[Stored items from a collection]
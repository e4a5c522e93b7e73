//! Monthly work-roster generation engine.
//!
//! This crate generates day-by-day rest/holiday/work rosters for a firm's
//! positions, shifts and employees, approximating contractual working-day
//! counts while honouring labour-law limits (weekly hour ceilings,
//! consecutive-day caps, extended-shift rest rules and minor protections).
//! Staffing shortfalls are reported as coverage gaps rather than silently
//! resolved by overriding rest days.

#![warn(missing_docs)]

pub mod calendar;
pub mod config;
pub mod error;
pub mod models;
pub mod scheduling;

--

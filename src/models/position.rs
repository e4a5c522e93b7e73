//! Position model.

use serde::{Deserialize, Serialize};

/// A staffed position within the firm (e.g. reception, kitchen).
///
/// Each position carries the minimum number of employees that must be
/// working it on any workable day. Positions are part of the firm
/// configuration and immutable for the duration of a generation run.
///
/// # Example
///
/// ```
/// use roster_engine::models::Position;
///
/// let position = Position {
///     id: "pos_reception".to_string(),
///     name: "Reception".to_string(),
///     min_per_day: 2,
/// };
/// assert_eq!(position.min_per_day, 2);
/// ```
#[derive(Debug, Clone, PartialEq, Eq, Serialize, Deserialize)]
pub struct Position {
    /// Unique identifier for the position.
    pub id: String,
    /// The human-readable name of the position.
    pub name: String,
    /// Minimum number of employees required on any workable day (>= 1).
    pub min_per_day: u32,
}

* * *

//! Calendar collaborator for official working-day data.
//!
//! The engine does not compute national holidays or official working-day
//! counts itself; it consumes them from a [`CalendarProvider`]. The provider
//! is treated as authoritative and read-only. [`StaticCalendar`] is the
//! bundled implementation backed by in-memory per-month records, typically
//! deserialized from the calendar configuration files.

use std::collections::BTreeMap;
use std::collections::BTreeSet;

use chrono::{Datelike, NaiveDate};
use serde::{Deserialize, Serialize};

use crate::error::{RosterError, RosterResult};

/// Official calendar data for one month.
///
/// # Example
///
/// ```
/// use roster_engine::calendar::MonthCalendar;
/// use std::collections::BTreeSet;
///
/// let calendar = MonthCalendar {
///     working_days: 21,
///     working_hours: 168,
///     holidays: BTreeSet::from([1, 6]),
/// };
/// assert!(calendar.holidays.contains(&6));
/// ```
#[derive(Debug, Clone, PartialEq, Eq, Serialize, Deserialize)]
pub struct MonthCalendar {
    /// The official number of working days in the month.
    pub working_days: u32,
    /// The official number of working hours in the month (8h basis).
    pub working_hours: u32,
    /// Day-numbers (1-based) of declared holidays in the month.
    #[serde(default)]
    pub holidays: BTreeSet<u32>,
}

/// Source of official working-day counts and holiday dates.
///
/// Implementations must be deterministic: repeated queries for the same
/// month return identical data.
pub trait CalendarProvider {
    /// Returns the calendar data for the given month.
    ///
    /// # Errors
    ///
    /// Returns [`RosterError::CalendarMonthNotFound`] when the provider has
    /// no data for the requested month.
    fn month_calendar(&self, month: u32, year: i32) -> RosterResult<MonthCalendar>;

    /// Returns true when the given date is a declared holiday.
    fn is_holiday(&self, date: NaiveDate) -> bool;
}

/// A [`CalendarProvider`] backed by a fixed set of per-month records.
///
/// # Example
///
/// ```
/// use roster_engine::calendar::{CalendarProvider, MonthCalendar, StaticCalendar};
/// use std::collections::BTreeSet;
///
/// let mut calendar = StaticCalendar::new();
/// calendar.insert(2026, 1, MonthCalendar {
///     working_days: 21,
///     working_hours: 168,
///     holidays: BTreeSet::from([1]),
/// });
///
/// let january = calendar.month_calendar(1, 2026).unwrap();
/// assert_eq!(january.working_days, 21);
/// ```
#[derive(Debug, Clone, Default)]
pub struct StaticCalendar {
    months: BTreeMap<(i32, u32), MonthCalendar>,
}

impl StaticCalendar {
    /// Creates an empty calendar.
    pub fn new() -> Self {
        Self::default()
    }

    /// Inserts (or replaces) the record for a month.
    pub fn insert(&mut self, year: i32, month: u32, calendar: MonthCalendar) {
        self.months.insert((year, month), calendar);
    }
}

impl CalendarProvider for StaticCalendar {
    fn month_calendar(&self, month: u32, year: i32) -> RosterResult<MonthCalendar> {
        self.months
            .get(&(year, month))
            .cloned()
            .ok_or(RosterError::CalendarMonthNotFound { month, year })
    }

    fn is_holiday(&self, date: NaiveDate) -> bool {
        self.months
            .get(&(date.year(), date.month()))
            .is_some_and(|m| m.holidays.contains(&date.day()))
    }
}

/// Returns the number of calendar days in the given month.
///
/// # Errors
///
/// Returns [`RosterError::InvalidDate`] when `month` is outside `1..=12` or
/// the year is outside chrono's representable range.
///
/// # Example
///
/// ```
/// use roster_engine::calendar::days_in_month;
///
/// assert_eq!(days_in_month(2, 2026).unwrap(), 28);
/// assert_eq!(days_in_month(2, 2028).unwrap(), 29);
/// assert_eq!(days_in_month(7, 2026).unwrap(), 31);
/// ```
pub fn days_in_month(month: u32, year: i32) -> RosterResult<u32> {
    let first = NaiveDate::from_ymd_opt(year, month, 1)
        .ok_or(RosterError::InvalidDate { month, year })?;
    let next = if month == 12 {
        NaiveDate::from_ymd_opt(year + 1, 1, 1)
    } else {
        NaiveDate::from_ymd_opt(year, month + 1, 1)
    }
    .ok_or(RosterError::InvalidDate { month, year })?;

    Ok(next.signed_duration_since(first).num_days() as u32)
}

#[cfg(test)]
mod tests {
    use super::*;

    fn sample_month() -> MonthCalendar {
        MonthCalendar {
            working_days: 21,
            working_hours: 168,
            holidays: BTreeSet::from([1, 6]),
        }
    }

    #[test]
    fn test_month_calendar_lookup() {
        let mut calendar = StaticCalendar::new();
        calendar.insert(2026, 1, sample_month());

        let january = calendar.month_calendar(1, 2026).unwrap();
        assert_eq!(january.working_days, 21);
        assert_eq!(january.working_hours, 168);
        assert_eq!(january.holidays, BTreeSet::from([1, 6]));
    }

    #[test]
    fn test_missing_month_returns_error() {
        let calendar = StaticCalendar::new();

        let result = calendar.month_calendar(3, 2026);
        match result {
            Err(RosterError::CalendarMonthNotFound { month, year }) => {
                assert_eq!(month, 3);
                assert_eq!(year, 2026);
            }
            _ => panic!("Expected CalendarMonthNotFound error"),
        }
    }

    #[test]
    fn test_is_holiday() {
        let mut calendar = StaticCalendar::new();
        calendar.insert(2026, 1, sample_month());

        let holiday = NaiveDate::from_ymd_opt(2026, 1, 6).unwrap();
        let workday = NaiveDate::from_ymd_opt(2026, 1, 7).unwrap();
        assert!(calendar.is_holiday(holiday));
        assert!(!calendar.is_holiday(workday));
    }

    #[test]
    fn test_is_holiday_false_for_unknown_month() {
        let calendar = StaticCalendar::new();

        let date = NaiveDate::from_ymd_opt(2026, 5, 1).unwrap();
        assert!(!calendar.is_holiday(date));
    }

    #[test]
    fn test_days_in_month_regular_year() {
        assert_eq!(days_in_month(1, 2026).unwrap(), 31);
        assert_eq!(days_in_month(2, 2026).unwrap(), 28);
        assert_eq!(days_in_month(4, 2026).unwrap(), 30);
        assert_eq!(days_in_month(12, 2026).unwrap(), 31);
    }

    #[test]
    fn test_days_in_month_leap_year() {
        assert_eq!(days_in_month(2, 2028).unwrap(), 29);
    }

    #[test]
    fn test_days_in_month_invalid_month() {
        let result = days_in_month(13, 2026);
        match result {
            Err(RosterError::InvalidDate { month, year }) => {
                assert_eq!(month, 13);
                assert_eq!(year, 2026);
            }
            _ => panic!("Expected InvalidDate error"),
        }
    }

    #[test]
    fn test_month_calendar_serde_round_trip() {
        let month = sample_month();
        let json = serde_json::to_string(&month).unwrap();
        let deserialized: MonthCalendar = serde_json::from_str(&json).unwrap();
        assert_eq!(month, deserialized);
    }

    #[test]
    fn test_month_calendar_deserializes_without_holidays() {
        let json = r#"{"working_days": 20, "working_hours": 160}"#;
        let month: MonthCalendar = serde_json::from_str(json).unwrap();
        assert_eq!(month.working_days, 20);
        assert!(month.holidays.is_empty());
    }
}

▶ _Problem to solve_
Show each line in the entries that holds the string "must".

▶ _Response to the task_
/// Each position carries the minimum number of employees that must be
/// Implementations must be deterministic: repeated queries for the same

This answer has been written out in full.